What is required:
Using the entries that follow, write out the line containing "by the user.", the line containing "pub fn set(&mut", and every line between them, exactly and nothing else.

Exercise data:
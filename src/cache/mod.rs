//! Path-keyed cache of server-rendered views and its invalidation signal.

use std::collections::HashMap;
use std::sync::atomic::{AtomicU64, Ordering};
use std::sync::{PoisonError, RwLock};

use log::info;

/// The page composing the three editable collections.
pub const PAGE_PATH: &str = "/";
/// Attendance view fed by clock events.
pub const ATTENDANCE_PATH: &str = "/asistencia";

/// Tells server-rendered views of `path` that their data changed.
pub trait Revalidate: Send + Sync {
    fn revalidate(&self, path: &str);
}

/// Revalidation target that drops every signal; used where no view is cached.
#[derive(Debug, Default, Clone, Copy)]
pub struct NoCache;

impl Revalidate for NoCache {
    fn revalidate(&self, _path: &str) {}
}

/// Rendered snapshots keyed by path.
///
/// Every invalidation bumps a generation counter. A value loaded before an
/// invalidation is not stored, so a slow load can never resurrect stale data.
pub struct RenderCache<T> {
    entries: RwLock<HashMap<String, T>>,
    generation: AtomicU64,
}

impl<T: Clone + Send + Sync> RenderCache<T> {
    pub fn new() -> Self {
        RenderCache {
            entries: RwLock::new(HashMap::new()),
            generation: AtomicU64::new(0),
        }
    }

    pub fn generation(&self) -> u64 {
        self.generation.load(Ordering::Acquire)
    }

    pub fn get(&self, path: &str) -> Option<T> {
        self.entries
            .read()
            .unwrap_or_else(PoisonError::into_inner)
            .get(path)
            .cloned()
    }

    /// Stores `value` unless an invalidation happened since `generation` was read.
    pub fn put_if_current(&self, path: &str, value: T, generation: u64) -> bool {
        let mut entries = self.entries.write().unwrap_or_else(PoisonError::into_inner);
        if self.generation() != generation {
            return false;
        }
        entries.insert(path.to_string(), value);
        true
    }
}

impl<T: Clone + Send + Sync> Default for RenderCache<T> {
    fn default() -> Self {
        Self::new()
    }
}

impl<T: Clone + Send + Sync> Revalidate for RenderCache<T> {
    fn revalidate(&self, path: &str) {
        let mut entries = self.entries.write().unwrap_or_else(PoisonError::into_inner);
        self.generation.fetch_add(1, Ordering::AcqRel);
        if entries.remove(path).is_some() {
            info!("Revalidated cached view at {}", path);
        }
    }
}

==

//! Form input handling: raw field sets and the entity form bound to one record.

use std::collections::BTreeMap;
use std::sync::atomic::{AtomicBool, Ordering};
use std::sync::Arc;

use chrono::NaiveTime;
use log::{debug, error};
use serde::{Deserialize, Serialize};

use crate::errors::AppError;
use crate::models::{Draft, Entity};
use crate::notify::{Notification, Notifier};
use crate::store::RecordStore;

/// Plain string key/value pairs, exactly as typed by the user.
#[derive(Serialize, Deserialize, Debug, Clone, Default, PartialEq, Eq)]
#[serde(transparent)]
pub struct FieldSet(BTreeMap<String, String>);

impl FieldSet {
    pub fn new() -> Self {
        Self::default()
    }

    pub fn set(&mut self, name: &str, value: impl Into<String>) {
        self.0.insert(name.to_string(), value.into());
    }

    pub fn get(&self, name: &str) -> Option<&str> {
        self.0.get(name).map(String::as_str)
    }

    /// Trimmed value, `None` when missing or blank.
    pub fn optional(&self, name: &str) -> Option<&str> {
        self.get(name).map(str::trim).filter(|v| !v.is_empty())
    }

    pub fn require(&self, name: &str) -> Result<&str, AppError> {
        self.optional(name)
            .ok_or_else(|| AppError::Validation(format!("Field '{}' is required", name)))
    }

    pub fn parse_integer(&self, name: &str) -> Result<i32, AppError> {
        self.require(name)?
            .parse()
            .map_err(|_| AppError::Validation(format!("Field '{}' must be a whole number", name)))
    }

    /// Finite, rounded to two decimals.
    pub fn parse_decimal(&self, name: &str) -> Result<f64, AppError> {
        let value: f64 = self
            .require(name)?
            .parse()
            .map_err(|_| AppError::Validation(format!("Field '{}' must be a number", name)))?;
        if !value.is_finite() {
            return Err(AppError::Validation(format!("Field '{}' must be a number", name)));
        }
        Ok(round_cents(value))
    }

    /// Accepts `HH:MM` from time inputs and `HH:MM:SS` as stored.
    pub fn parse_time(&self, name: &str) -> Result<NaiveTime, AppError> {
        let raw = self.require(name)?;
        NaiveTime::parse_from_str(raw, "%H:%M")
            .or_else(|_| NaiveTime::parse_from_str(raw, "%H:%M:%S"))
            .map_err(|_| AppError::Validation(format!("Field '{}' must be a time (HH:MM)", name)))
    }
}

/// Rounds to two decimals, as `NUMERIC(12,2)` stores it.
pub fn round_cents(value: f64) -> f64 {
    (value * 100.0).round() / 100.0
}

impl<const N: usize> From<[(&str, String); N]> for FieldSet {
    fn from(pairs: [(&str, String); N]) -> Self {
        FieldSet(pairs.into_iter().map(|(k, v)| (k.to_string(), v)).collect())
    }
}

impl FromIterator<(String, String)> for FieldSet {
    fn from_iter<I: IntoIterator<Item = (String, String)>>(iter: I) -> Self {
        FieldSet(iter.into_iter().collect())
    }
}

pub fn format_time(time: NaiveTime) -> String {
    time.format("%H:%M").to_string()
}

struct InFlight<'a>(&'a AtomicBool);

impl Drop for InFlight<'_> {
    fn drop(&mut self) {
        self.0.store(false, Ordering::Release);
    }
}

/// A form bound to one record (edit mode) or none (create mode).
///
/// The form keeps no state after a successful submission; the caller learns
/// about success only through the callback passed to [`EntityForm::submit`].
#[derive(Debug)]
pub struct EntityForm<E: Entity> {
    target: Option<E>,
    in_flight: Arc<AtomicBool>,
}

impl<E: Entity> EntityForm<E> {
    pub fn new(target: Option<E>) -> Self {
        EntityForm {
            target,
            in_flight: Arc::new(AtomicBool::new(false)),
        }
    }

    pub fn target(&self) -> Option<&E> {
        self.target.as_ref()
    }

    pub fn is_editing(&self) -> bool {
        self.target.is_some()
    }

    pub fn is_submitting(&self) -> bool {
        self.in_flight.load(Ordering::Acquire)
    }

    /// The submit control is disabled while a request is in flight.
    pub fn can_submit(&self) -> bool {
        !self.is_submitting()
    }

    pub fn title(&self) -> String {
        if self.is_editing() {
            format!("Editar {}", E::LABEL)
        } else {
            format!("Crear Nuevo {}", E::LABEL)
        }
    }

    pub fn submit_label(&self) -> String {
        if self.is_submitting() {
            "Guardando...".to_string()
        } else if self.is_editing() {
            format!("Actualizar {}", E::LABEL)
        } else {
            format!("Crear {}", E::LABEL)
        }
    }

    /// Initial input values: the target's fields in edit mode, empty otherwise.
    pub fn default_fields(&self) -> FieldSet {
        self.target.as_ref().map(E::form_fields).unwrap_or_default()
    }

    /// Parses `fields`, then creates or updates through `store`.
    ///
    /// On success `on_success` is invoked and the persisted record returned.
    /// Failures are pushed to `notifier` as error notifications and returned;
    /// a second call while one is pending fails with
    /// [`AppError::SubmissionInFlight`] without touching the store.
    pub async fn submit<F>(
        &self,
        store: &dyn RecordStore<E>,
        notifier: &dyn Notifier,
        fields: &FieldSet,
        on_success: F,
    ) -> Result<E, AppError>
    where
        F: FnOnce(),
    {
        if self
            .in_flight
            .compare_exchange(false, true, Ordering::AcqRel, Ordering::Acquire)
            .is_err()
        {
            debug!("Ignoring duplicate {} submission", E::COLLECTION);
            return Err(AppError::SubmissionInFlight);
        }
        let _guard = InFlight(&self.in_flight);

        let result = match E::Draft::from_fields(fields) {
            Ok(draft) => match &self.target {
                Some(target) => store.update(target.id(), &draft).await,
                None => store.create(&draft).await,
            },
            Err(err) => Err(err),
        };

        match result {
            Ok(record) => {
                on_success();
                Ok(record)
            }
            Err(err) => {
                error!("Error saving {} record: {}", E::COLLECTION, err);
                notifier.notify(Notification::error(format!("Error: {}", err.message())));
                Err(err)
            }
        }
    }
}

Answer area:
/// Plain string key/value pairs, exactly as typed by the user.
#[derive(Serialize, Deserialize, Debug, Clone, Default, PartialEq, Eq)]
#[serde(transparent)]
pub struct FieldSet(BTreeMap<String, String>);

impl FieldSet {
    pub fn new() -> Self {
        Self::default()
    }

    pub fn set(&mut self, name: &str, value: impl Into<String>) {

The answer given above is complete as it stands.